DISCUSSION: HAE is an autosomal dominant disease involving recurring angioedema attacks and developing in association with C1 inhibitor deficiency. Angioedema is most commonly seen in the extremities and oropharynx, but may also involve the visceral organs. Abdominal attacks accompany at least 50% of all attacks. Edema of the intestinal mucosa causes temporary obstruction and severe AP with acute abdomen. Patients are generally misdiagnosed with acute abdomen or familial mediterranean fever. Our patient presented with severe AP only without cutaneous and mucosal edema. If her history not been well investigated, she might have undergone unnecessary surgery as described in cases in the literature. Indeed, our patient’s mother had undergone laparotomy three times previously.

CONCLUSION: HAE must be considered at differential diagnosis of severe AP presenting with a clinic of acute abdomen. A good medical histories of these patients is important to prevent unnecessary surgery.

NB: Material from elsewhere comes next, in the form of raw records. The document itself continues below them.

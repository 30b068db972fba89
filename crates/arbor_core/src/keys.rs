//! Opaque handles for assets owned by an external loader.
//!
//! The scene core never dereferences these; it only forwards them to the
//! renderer inside draw submissions.

use slotmap::new_key_type;

new_key_type! {
    pub struct MeshKey;
    pub struct MaterialKey;
}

Çocuklarda şiddetli karın ağrısının nadir bir nedeni: herediter anjioödem

S Sağ*, M İmamoğlu**, M Çakır***, E Sağ***, H Sarıhan**
*Kanuni Eğitim ve Araştırma Hastanesi Çocuk Cerrahi Servisi
**Karadeniz Teknik Üniversitesi Tıp Fakültesi Çocuk Cerrahisi Anabilim Dalı, Trabzon
***Karadeniz Teknik Üniversitesi Tıp Fakültesi Çocuk Gastroenteroloji AD Trabzon

GİRİŞ: Herediter anjioödem (HA) nedeniyle takipli bir hastanın, hastalığın intestinal tutulumuna bağlı şiddetli karın ağrısı (KA) ve akut karın bulguları ile acil servislere başvurabileceğini vurgulamak amacıyla bu olguyu sunuyoruz.

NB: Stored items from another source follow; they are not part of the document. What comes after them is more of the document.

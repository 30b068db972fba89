//! Traversal phases.
//!
//! The renderer hands [`Scene::process`](crate::Scene::process) an ordered
//! list of phases; every phase is one full depth-first walk of the tree.
//! The set of phases is closed, so controls dispatch with a `match` and the
//! compiler checks exhaustiveness:
//!
//! | Phase     | Typical reaction                                        |
//! |-----------|---------------------------------------------------------|
//! | `Animate` | advance animation state                                 |
//! | `Predraw` | render auxiliary views (shadow maps) via nested process |
//! | `Light`   | register lights in the accumulator                      |
//! | `Draw`    | submit draw calls to the layer's draw context           |
//! | `Shadow`  | submit depth-only draws for the active shadow map       |
//! | `Bounds`  | grow the world-space bounding box                       |
//!
//! Phase payloads are owned by the caller and borrowed by the enum, so the
//! caller can read accumulated results once the walk has finished.

use std::cell::{Cell, RefCell};
use std::sync::Arc;

use glam::{Mat4, Vec4};
use smallvec::SmallVec;

use arbor_core::{Aabb, MeshKey};
use arbor_resources::{DrawCall, DrawContext, Layer, ShadowDraw};

use crate::light::LightRecord;
use crate::scene::Scene;
use crate::settings::SceneSettings;
use crate::shadow::{ShadowMap, ShadowMapId};

/// Closer returned by [`Phase::begin`], run once the whole tree is visited.
pub type PhaseEnd<'p> = Box<dyn FnOnce() + 'p>;

#[derive(Clone, Copy)]
pub enum Phase<'a> {
    Animate,
    Predraw(&'a PredrawPhase<'a>),
    Light(&'a LightPhase),
    Draw(&'a DrawPhase<'a>),
    Shadow(&'a ShadowPhase),
    Bounds(&'a BoundsPhase),
}

impl<'a> Phase<'a> {
    /// Opens the phase. The returned closer, if any, must run after the walk.
    #[must_use]
    pub fn begin(&self) -> Option<PhaseEnd<'a>> {
        match *self {
            Phase::Draw(draw) => draw.begin(),
            _ => None,
        }
    }

    /// Drawing context for `layer`, present only during a draw phase of
    /// that layer.
    #[inline]
    #[must_use]
    pub fn draw_context(&self, layer: Layer) -> Option<&'a DrawContext> {
        match *self {
            Phase::Draw(draw) => draw.context(layer),
            _ => None,
        }
    }

    #[must_use]
    pub fn name(&self) -> &'static str {
        match self {
            Phase::Animate => "Animate",
            Phase::Predraw(_) => "Predraw",
            Phase::Light(_) => "Light",
            Phase::Draw(_) => "Draw",
            Phase::Shadow(_) => "Shadow",
            Phase::Bounds(_) => "Bounds",
        }
    }
}

impl std::fmt::Debug for Phase<'_> {
    fn fmt(&self, f: &mut std::fmt::Formatter<'_>) -> std::fmt::Result {
        match self {
            Phase::Draw(draw) => write!(f, "Draw({:?})", draw.layer()),
            other => f.write_str(other.name()),
        }
    }
}

// ─── Predraw ─────────────────────────────────────────────────────────────────

/// Auxiliary rendering stage. Controls may run nested traversals of
/// [`scene`](Self::scene) and register the produced maps as work the main
/// draw phases must wait for.
pub struct PredrawPhase<'a> {
    scene: &'a Scene,
    needed: RefCell<Vec<Arc<ShadowMap>>>,
}

impl<'a> PredrawPhase<'a> {
    #[must_use]
    pub fn new(scene: &'a Scene) -> Self {
        Self {
            scene,
            needed: RefCell::new(Vec::new()),
        }
    }

    #[inline]
    #[must_use]
    pub fn scene(&self) -> &'a Scene {
        self.scene
    }

    pub fn require(&self, map: Arc<ShadowMap>) {
        self.needed.borrow_mut().push(map);
    }

    /// Work produced during this phase, in submission order.
    #[must_use]
    pub fn needed(&self) -> Vec<Arc<ShadowMap>> {
        self.needed.borrow().clone()
    }
}

// ─── Light ───────────────────────────────────────────────────────────────────

/// Fixed-capacity lighting accumulator.
///
/// Both lights and shadow map image slots are soft limits: once full, the
/// add methods return `None` and the effect is skipped for this frame.
pub struct LightPhase {
    max_lights: usize,
    max_images: usize,
    lights: RefCell<SmallVec<[LightRecord; 16]>>,
    images: RefCell<SmallVec<[ShadowMapId; 8]>>,
    sph: Cell<Option<[Vec4; 9]>>,
}

impl LightPhase {
    #[must_use]
    pub fn new(max_lights: usize, max_images: usize) -> Self {
        Self {
            max_lights,
            max_images,
            lights: RefCell::new(SmallVec::new()),
            images: RefCell::new(SmallVec::new()),
            sph: Cell::new(None),
        }
    }

    #[must_use]
    pub fn from_settings(settings: &SceneSettings) -> Self {
        Self::new(settings.max_lights, settings.max_frame_images)
    }

    /// Returns the light's slot, or `None` if the accumulator is full.
    pub fn add_light(&self, light: LightRecord) -> Option<usize> {
        let mut lights = self.lights.borrow_mut();
        if lights.len() >= self.max_lights {
            log::debug!("Light accumulator full ({} lights), light skipped", self.max_lights);
            return None;
        }
        lights.push(light);
        Some(lights.len() - 1)
    }

    /// Binds a shadow map image for this frame. Binding the same map twice
    /// returns the same slot.
    pub fn add_frame_image(&self, map: ShadowMapId) -> Option<usize> {
        let mut images = self.images.borrow_mut();
        if let Some(index) = images.iter().position(|&m| m == map) {
            return Some(index);
        }
        if images.len() >= self.max_images {
            log::debug!("No free frame image slot, shadow skipped");
            return None;
        }
        images.push(map);
        Some(images.len() - 1)
    }

    /// Spherical harmonics coefficients for ambient lighting.
    pub fn set_sph(&self, sph: [Vec4; 9]) {
        self.sph.set(Some(sph));
    }

    #[must_use]
    pub fn sph(&self) -> Option<[Vec4; 9]> {
        self.sph.get()
    }

    #[must_use]
    pub fn lights(&self) -> Vec<LightRecord> {
        self.lights.borrow().to_vec()
    }

    #[must_use]
    pub fn images(&self) -> Vec<ShadowMapId> {
        self.images.borrow().to_vec()
    }
}

impl Default for LightPhase {
    fn default() -> Self {
        Self::from_settings(&SceneSettings::default())
    }
}

// ─── Draw ────────────────────────────────────────────────────────────────────

/// Draw stage for one layer.
///
/// Without a commit hook the recorded draws stay in the context for the
/// caller to collect.
pub struct DrawPhase<'a> {
    context: DrawContext,
    on_begin: Option<Box<dyn Fn() + 'a>>,
    on_commit: Option<Box<dyn Fn(Vec<DrawCall>) + 'a>>,
}

impl<'a> DrawPhase<'a> {
    #[must_use]
    pub fn new(layer: Layer) -> Self {
        Self {
            context: DrawContext::new(layer),
            on_begin: None,
            on_commit: None,
        }
    }

    /// Runs before the walk, e.g. to open a render pass.
    #[must_use]
    pub fn on_begin(mut self, f: impl Fn() + 'a) -> Self {
        self.on_begin = Some(Box::new(f));
        self
    }

    /// Receives the draw list after the walk, e.g. to record and submit it.
    #[must_use]
    pub fn on_commit(mut self, f: impl Fn(Vec<DrawCall>) + 'a) -> Self {
        self.on_commit = Some(Box::new(f));
        self
    }

    #[inline]
    #[must_use]
    pub fn layer(&self) -> Layer {
        self.context.layer()
    }

    #[inline]
    #[must_use]
    pub fn context(&self, layer: Layer) -> Option<&DrawContext> {
        (self.context.layer() == layer).then_some(&self.context)
    }

    /// Draws recorded so far in this phase.
    #[must_use]
    pub fn draws(&self) -> Vec<DrawCall> {
        self.context.draws()
    }

    fn begin(&'a self) -> Option<PhaseEnd<'a>> {
        if let Some(begin) = &self.on_begin {
            begin();
        }
        let commit = self.on_commit.as_ref()?;
        Some(Box::new(move || commit(self.context.take())))
    }
}

// ─── Shadow ──────────────────────────────────────────────────────────────────

/// Depth-only stage rendering one shadow map.
pub struct ShadowPhase {
    view_projection: Mat4,
    draws: RefCell<Vec<ShadowDraw>>,
}

impl ShadowPhase {
    #[must_use]
    pub fn new(view_projection: Mat4) -> Self {
        Self {
            view_projection,
            draws: RefCell::new(Vec::new()),
        }
    }

    #[inline]
    #[must_use]
    pub fn view_projection(&self) -> Mat4 {
        self.view_projection
    }

    pub fn draw_shadow(&self, mesh: MeshKey, world: Mat4) {
        self.draws.borrow_mut().push(ShadowDraw {
            mesh,
            world,
            joints: None,
        });
    }

    pub fn draw_skinned_shadow(&self, mesh: MeshKey, world: Mat4, joints: Arc<Vec<Mat4>>) {
        self.draws.borrow_mut().push(ShadowDraw {
            mesh,
            world,
            joints: Some(joints),
        });
    }

    #[must_use]
    pub fn len(&self) -> usize {
        self.draws.borrow().len()
    }

    #[must_use]
    pub fn is_empty(&self) -> bool {
        self.draws.borrow().is_empty()
    }

    pub fn take(&self) -> Vec<ShadowDraw> {
        std::mem::take(&mut *self.draws.borrow_mut())
    }
}

// ─── Bounds ──────────────────────────────────────────────────────────────────

/// Accumulates the world-space bounds of every mesh visited.
#[derive(Debug, Default)]
pub struct BoundsPhase {
    bounds: Cell<Option<Aabb>>,
}

impl BoundsPhase {
    #[must_use]
    pub fn new() -> Self {
        Self::default()
    }

    pub fn add(&self, aabb: Aabb) {
        let merged = match self.bounds.get() {
            Some(current) => current.union(&aabb),
            None => aabb,
        };
        self.bounds.set(Some(merged));
    }

    /// `None` if no mesh was visited.
    #[must_use]
    pub fn get(&self) -> Option<Aabb> {
        self.bounds.get()
    }
}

OLGU: 15 yaşında kız hasta ani gelişen kolik vasıflı şiddetli KA nedeniyle acil servise başvurdu. HA nedeniyle takip edilen hastanın annesi de daha önce üç kez bu tabloyla cerrahi operasyon geçirmişti. Fizik muayenesinde; extremitelerinde ve mukozalarında ödem olmayan hastanın batında yaygın hassasiyeti ve defansı mevcuttu. Laboratuvarında hemogram, biyokimya, akut faz reaktanları, amilazı ve tam idrar tahlili normaldi. Bilgisayarlı batın tomografisinde duodenum ve proximal jejunumda 11 milimetreye varan duvar kalınlaşması ve batında serbest mayi tespit edildi. Bu bulgularla vakanın HA nın intestinal tutulumuna sekonder geliştiği düşünülerek 10 ml/kg dozunda taze donmuş plazma verildi. Hastanın KA’sının dramatik olarak düzeldiği ve akut karın bulgularının kaybolduğu görüldü.

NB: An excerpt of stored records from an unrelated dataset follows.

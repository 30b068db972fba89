//! Keyframe channels.
//!
//! A channel animates one component (translation, rotation or scale) of one
//! joint. Input times are seconds from the start of the clip; the clip loops
//! with the period of the channel's last input time.

use glam::{Quat, Vec3};

use crate::values::Interpolatable;

/// Which component of a joint a channel drives.
#[derive(Debug, Clone, Copy, PartialEq, Eq)]
pub enum ChannelTarget {
    Translation,
    Rotation,
    Scale,
}

#[derive(Debug, Clone, Copy, PartialEq, Eq, Default)]
pub enum InterpolationMode {
    #[default]
    Linear,
    Step,
}

/// Output values of a channel, one per input time.
#[derive(Debug, Clone)]
pub enum ChannelValues {
    Translation(Vec<Vec3>),
    Rotation(Vec<Quat>),
    Scale(Vec<Vec3>),
}

impl ChannelValues {
    #[must_use]
    pub fn len(&self) -> usize {
        match self {
            Self::Translation(v) | Self::Scale(v) => v.len(),
            Self::Rotation(v) => v.len(),
        }
    }

    #[must_use]
    pub fn is_empty(&self) -> bool {
        self.len() == 0
    }
}

/// One sampled joint component.
#[derive(Debug, Clone, Copy, PartialEq)]
pub enum ChannelSample {
    Translation(Vec3),
    Rotation(Quat),
    Scale(Vec3),
}

/// Bracketing keyframe pair `[index, index + 1]` and the blend fraction
/// between them.
#[derive(Debug, Clone, Copy, PartialEq)]
pub struct Keyframe {
    pub index: usize,
    pub fraction: f32,
}

#[derive(Debug, Clone)]
pub struct Channel {
    pub joint: usize,
    pub input: Vec<f32>,
    pub values: ChannelValues,
    pub interpolation: InterpolationMode,
}

impl Channel {
    #[must_use]
    pub fn translation(joint: usize, input: Vec<f32>, values: Vec<Vec3>) -> Self {
        Self {
            joint,
            input,
            values: ChannelValues::Translation(values),
            interpolation: InterpolationMode::Linear,
        }
    }

    #[must_use]
    pub fn rotation(joint: usize, input: Vec<f32>, values: Vec<Quat>) -> Self {
        Self {
            joint,
            input,
            values: ChannelValues::Rotation(values),
            interpolation: InterpolationMode::Linear,
        }
    }

    #[must_use]
    pub fn scale(joint: usize, input: Vec<f32>, values: Vec<Vec3>) -> Self {
        Self {
            joint,
            input,
            values: ChannelValues::Scale(values),
            interpolation: InterpolationMode::Linear,
        }
    }

    #[must_use]
    pub fn with_interpolation(mut self, interpolation: InterpolationMode) -> Self {
        self.interpolation = interpolation;
        self
    }

    #[must_use]
    pub fn target(&self) -> ChannelTarget {
        match self.values {
            ChannelValues::Translation(_) => ChannelTarget::Translation,
            ChannelValues::Rotation(_) => ChannelTarget::Rotation,
            ChannelValues::Scale(_) => ChannelTarget::Scale,
        }
    }

    /// Last input time, which is also the loop period.
    #[must_use]
    pub fn duration(&self) -> f32 {
        self.input.last().copied().unwrap_or(0.0)
    }

    /// Maps time since the animation origin onto the channel's loop.
    #[must_use]
    pub fn local_time(&self, elapsed: f64) -> f32 {
        let period = f64::from(self.duration());
        if period <= 0.0 {
            return 0.0;
        }
        elapsed.rem_euclid(period) as f32
    }

    /// Binary-searches the input times for the keyframe pair around `time`.
    ///
    /// Times before the first keyframe clamp to fraction 0 of the first pair,
    /// times past the last clamp to fraction 1 of the last pair.
    ///
    /// # Panics
    ///
    /// Panics if the channel has no keyframes. [`Skin::new`](crate::Skin::new)
    /// rejects such channels.
    #[must_use]
    pub fn locate(&self, time: f32) -> Keyframe {
        let len = self.input.len();
        assert!(len > 0, "Channel has no keyframes");

        if len == 1 {
            return Keyframe { index: 0, fraction: 0.0 };
        }

        // First keyframe strictly after `time`.
        let next = self.input.partition_point(|&t| t <= time);
        if next == 0 {
            return Keyframe { index: 0, fraction: 0.0 };
        }
        if next >= len {
            return Keyframe { index: len - 2, fraction: 1.0 };
        }

        let index = next - 1;
        let t0 = self.input[index];
        let dt = self.input[next] - t0;

        // Duplicate timestamps.
        let fraction = if dt > 1e-6 { (time - t0) / dt } else { 0.0 };

        Keyframe {
            index,
            fraction: fraction.clamp(0.0, 1.0),
        }
    }

    /// Samples the channel `elapsed` seconds after the animation origin.
    #[must_use]
    pub fn sample(&self, elapsed: f64) -> ChannelSample {
        let key = self.locate(self.local_time(elapsed));
        match &self.values {
            ChannelValues::Translation(v) => ChannelSample::Translation(self.blend(v, key)),
            ChannelValues::Rotation(v) => ChannelSample::Rotation(self.blend(v, key)),
            ChannelValues::Scale(v) => ChannelSample::Scale(self.blend(v, key)),
        }
    }

    fn blend<T: Interpolatable>(&self, values: &[T], key: Keyframe) -> T {
        let Some(&next) = values.get(key.index + 1) else {
            return values[key.index];
        };
        let current = values[key.index];

        match self.interpolation {
            InterpolationMode::Step if key.fraction >= 1.0 => next,
            InterpolationMode::Step => current,
            InterpolationMode::Linear => T::interpolate_linear(current, next, key.fraction),
        }
    }
}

TARTIŞMA: HA tekrarlayan anjioödem atakları ile seyreden C1 inhibitör eksikliğine bağlı gelişen otozomal dominant bir hastalıktır. Klinik olarak anjioödem, en sık ekstremiteler ve orofarenkste görülmekle beraber visseral organları da tutabilmektedir. Abdominal ataklar tüm atakların en az % 50’sine eşlik eder. İntestinal mukoza ödemi geçici obstrüksiyona ve akut batın ile karışan şiddetli KA’ya sebep olur; çoğu kez hastalar yanlışlıkla akut batın veya ailesel akdeniz ateşi tanıları alırlar. Bizim hastamız da; cilt ve mukozal ödem olmaksızın sadece şiddetli KA ile başvurmuş olup akut karın bulguları mevcuttu. Özgeçmişi iyi sorgulanmamış olsaydı literatürdeki vakalar gibi gereksiz cerrahi uygulanabilirdi. Nitekim hastamızın annesi de daha önce üç kez laparotomi geçirmişti.

SONUÇ: Akut karın kliniğiyle başvuran ciddi KA’larda ayırıcı tanıda HA mutlaka düşünülmelidir. Bu hastaların iyi bir özgeçmiş ve soygeçmiş sorgulaması yapılması gereksiz cerrahi müdahalelerin önüne geçilmesi açısından önemlidir.